For Organogenesis, this will be both a positive and a negative thing. I think that the positive will be a short-term blip in sales. In 2005, Apligraf was outselling Dermagraft four-to-one in terms of patient share. This was one of the key factors in Smith & Nephew’s decision. So some physicians and patients will have to change treatment modalities, but not a huge number.

On the negative side, there is one less professional and dedicated company trying to introduce this type of technology. Our mission at Organogenesis is to make tissue regeneration the standard of care for the patients that deserve it, and that’s clearly much easier when there are more dedicated companies. For example, even at the level of, say, the medical congress, there will now be only one, rather than two, companies presenting the benefits of this cell-based technology at satellite symposia. I believe that Smith & Nephew remain committed to tissue regeneration in orthopedics and other applications, but they have just divested this technology in woundcare.

What advances can we expect to see in the longer term—say, in a 10-year timeframe?
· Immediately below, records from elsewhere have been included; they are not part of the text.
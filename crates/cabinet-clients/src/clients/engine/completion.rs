use super::super::domain::Client;

const FIELDS_WEIGHT: f32 = 50.0;
const OBLIGATIONS_WEIGHT: f32 = 25.0;
const QUESTIONNAIRE_WEIGHT: f32 = 25.0;

/// Raw identity, contact, mission and activity fields tracked for completion.
pub fn tracked_fields(client: &Client) -> [&str; 15] {
    [
        &client.identifiant_interne,
        &client.siren,
        &client.raison_sociale,
        &client.forme_juridique,
        &client.contact_principal.nom,
        &client.contact_principal.prenom,
        &client.contact_principal.email,
        &client.missions_actuelles.collaborateur_referent,
        &client.missions_actuelles.expert_comptable,
        &client.missions_actuelles.type_mission,
        &client.activites.code_ape,
        &client.activites.secteur_activites,
        &client.activites.regime_tva,
        &client.activites.regime_fiscal,
        &client.activites.typologie_clientele,
    ]
}

/// Profile completion in percent: half from the tracked fields, a quarter each
/// from defined obligations and a completed questionnaire.
pub fn percentage(client: &Client, obligations_defined: bool, questionnaire_complete: bool) -> f32 {
    let fields = tracked_fields(client);
    let filled = fields
        .iter()
        .filter(|value| !value.trim().is_empty())
        .count();

    let fields_progress = filled as f32 / fields.len() as f32 * FIELDS_WEIGHT;
    let obligations_progress = if obligations_defined {
        OBLIGATIONS_WEIGHT
    } else {
        0.0
    };
    let questionnaire_progress = if questionnaire_complete {
        QUESTIONNAIRE_WEIGHT
    } else {
        0.0
    };

    (fields_progress + obligations_progress + questionnaire_progress).clamp(0.0, 100.0)
}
When I entered this field 10 years ago, what we predicted in that timeframe was that xenotransplantation would be a reality, that gene therapy would be a reality and that very intricate 3D tissue engineering of organs would be commonplace. Clearly, we have missed those targets, although there has been remarkable progress in the field. It just highlights the fact that 10 years in medicine is actually not a long time. We have been a little overambitious in our predictions, but a lot of things are now going very well, which suggests that we will be in a very different place 10 years from now.

There are two key barriers that have held back tissue regeneration. First, immunology— whether it is research in tolerance or whether it is safer immunosuppressant cocktails, I believe that, one way or another, we will get around the body’s own immunological reactions for at least some therapeutic applications. The second hurdle has been the lack of vascularization in the more complex tissue regeneration products. In future, more elaborate, thicker tissue regeneration constructs should be possible and will be able to be vascularized, most likely through microvascular holes in the constructs. Such advances will allow the community to think in more ambitious terms.

Human collagen biomaterials will play a greater role in tissue regeneration, rather than xeno-derived sources. Cell therapy automation will also really change the field, with improved reliability and cost-effectiveness.

One other issue I see in my crystal ball is that in 10 years’ time the financial community will have learned to like us again. I expect Organogenesis to play a major role in addressing this last point.